Return the count of lines in the following records that include "trim", and nothing more.

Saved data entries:
+---+

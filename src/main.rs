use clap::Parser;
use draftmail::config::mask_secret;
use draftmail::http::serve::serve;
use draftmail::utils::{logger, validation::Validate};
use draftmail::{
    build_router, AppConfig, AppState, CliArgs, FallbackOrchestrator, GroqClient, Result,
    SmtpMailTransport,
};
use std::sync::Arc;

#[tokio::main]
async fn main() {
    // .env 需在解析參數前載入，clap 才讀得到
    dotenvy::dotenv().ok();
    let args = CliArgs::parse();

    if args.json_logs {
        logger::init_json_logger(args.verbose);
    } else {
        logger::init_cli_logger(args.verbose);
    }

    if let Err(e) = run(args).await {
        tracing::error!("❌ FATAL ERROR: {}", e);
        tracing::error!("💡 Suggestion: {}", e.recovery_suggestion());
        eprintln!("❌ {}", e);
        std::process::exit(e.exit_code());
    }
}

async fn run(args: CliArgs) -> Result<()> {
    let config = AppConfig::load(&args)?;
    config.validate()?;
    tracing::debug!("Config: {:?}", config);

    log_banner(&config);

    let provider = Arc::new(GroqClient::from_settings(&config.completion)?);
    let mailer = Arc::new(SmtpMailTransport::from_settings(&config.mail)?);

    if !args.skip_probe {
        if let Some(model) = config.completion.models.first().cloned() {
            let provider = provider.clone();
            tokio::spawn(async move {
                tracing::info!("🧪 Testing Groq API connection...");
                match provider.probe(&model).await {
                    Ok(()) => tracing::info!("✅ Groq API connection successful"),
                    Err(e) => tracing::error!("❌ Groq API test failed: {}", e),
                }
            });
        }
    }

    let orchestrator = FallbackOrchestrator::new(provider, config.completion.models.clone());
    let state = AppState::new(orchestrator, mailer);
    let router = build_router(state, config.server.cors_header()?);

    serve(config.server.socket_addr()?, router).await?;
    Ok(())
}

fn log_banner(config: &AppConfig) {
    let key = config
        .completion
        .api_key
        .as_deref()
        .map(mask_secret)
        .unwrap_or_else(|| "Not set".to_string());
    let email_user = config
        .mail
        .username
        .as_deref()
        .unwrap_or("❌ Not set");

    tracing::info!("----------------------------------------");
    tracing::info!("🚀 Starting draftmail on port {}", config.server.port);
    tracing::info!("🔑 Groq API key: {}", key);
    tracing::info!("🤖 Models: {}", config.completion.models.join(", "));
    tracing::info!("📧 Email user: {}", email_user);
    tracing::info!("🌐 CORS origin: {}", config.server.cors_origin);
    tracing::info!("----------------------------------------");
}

+---+

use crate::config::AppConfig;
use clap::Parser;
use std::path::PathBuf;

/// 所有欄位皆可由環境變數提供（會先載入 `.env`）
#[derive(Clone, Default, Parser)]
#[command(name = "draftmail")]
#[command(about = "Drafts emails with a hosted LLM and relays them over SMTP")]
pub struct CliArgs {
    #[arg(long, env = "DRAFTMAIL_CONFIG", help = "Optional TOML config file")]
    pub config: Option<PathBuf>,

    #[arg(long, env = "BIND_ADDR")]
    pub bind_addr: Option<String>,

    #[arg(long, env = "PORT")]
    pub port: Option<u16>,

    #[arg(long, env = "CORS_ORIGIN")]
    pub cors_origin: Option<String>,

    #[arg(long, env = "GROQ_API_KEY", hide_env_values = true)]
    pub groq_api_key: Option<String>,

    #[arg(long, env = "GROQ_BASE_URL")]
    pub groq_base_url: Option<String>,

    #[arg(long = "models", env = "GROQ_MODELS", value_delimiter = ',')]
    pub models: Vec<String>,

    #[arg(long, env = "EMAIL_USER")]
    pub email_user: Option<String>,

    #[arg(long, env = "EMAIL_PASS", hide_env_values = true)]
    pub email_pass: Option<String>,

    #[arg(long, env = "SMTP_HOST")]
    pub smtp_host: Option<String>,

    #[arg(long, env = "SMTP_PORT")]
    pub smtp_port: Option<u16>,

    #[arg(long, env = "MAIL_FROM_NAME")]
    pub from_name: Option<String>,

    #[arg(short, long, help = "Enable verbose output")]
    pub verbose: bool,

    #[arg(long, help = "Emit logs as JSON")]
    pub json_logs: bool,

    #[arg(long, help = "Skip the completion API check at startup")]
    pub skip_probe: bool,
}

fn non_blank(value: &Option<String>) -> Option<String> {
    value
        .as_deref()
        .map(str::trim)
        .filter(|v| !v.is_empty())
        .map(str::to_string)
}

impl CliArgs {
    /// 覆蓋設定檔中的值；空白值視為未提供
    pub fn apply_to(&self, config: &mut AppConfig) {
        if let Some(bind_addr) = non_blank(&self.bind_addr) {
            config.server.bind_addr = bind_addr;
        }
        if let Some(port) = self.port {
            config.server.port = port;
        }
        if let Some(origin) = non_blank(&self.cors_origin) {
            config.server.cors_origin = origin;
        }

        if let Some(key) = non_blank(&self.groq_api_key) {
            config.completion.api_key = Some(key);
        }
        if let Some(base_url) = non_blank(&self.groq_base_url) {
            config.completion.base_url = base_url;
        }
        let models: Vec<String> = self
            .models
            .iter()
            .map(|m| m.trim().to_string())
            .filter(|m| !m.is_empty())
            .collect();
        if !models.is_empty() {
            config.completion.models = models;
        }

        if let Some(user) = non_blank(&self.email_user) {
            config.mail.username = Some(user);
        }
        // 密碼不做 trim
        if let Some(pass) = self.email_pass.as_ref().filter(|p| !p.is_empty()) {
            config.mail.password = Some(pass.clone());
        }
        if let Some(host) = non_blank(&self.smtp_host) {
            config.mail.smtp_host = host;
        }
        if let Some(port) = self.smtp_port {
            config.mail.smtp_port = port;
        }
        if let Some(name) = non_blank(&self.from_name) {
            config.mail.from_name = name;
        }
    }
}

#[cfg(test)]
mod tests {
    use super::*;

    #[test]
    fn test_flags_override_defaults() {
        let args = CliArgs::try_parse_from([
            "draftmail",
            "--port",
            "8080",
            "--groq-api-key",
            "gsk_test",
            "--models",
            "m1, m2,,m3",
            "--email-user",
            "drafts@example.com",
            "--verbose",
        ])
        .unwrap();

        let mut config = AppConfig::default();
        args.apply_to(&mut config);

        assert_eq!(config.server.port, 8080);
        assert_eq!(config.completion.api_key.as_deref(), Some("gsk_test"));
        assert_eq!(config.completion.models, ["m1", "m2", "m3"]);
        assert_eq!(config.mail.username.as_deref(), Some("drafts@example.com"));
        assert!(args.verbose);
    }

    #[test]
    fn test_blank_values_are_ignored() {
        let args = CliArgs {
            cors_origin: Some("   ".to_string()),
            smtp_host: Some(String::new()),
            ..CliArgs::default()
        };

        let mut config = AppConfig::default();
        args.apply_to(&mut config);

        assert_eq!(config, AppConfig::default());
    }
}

+---+

• Answer to the exercise: 3